■ ACTIVITY
Search the entries for the word "warn" and copy each line that has it.

(Collected data)
[Start of Attachment]
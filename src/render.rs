//! Page renderer: one HTML file per (SKU, language).
//!
//! A pure templating transform over the content store. Labeled `{{TOKEN}}`
//! placeholders are substituted with record fields and per-language content;
//! missing keys default to empty strings.

use crate::config::Config;
use crate::i18n::Language;
use crate::product::Product;
use crate::store::ContentStore;
use anyhow::{Context, Result};
use std::fs;
use std::path::Path;
use tracing::{info, warn};

/// Built-in page template, used unless the config points at a custom one.
pub const DEFAULT_TEMPLATE: &str = include_str!("../assets/template.html");

fn lookup<'a>(map: &'a std::collections::BTreeMap<String, String>, key: &str) -> &'a str {
    map.get(key).map(String::as_str).unwrap_or("")
}

/// Tag list -> one span per tag.
pub fn render_tags(tags: &[String]) -> String {
    tags.iter()
        .map(|tag| format!(r#"<span class="tag">{}</span>"#, tag))
        .collect()
}

/// History entries -> one block per entry, skipping entries with empty text.
/// The year span is omitted when the label is empty.
pub fn render_history(history: &[crate::product::HistoryEntry]) -> String {
    let mut out = String::new();
    for entry in history {
        if entry.text.is_empty() {
            continue;
        }
        out.push_str(r#"<div class="history-item">"#);
        if !entry.year.is_empty() {
            out.push_str(&format!(r#"<span class="year">{}</span>"#, entry.year));
        }
        out.push_str(&format!("<p>{}</p>", entry.text));
        out.push_str("</div>");
    }
    out
}

/// Render one language page for a product.
pub fn render_page(template: &str, product: &Product, language: Language) -> String {
    let empty = crate::product::ContentBlock::default();
    let block = product.i18n.get(language.code()).unwrap_or(&empty);

    // title is the untranslated product name
    let title = if product.name.is_empty() {
        block.title.as_str()
    } else {
        product.name.as_str()
    };

    template
        .replace("{{TITLE}}", title)
        .replace("{{TAGS}}", &render_tags(&product.tags))
        .replace("{{BRAND_LABEL}}", lookup(&block.meta, "brand"))
        .replace("{{COUNTRY_LABEL}}", lookup(&block.meta, "country_of_origin"))
        .replace("{{CATEGORY_LABEL}}", lookup(&block.meta, "category"))
        .replace("{{SIZE_LABEL}}", lookup(&block.meta, "size"))
        .replace("{{ALCOHOL_LABEL}}", lookup(&block.meta, "alcohol_content"))
        .replace("{{BRAND}}", &product.brand)
        .replace("{{COUNTRY}}", &product.country_of_origin)
        .replace("{{CATEGORY}}", &product.category)
        .replace("{{SIZE}}", &product.size)
        .replace("{{ALCOHOL}}", &product.alcohol_content)
        .replace("{{SKU}}", &product.sku)
        .replace("{{IMAGE}}", &product.image)
        .replace("{{DESC_TITLE}}", lookup(&block.sections, "description_title"))
        .replace("{{ING_TITLE}}", lookup(&block.sections, "ingredients_title"))
        .replace("{{PREC_TITLE}}", lookup(&block.sections, "precautions_title"))
        .replace("{{HISTORY_TITLE}}", lookup(&block.sections, "history_title"))
        .replace("{{DESCRIPTION}}", &block.description)
        .replace("{{INGREDIENTS}}", &block.ingredients)
        .replace("{{PRECAUTIONS}}", &block.precautions)
        .replace("{{HISTORY_ITEMS}}", &render_history(&block.history))
}

/// Render all language pages for one product into `<output_dir>/<sku>/`.
pub fn render_product(template: &str, product: &Product, output_dir: &Path) -> Result<()> {
    let product_dir = output_dir.join(&product.sku);
    fs::create_dir_all(&product_dir)
        .with_context(|| format!("Failed to create {}", product_dir.display()))?;

    for language in Language::all() {
        let html = render_page(template, product, language);
        let path = product_dir.join(language.page_filename());
        fs::write(&path, html)
            .with_context(|| format!("Failed to write {}", path.display()))?;
    }
    Ok(())
}

/// Load the page template, falling back to the built-in one.
pub fn load_template(config: &Config) -> Result<String> {
    match &config.template_file {
        Some(path) => fs::read_to_string(path)
            .with_context(|| format!("Failed to read template {}", path.display())),
        None => Ok(DEFAULT_TEMPLATE.to_string()),
    }
}

/// Render every stored product. Returns the number of products rendered.
pub fn run_render(config: &Config) -> Result<usize> {
    let template = load_template(config)?;
    let store = ContentStore::new(&config.content_dir);
    let mut rendered = 0;

    for sku in store.list_skus()? {
        let product = match store.load(&sku) {
            Ok(product) => product,
            Err(error) => {
                warn!("Skipping {}: {:#}", sku, error);
                continue;
            }
        };
        if product.sku.trim().is_empty() {
            continue;
        }

        render_product(&template, &product, &config.output_dir)?;
        rendered += 1;
    }

    info!("Pages generated for {} products", rendered);
    Ok(rendered)
}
[End of Attachment]
■ TASK RESPONSE
use tracing::{info, warn};
                warn!("Skipping {}: {:#}", sku, error);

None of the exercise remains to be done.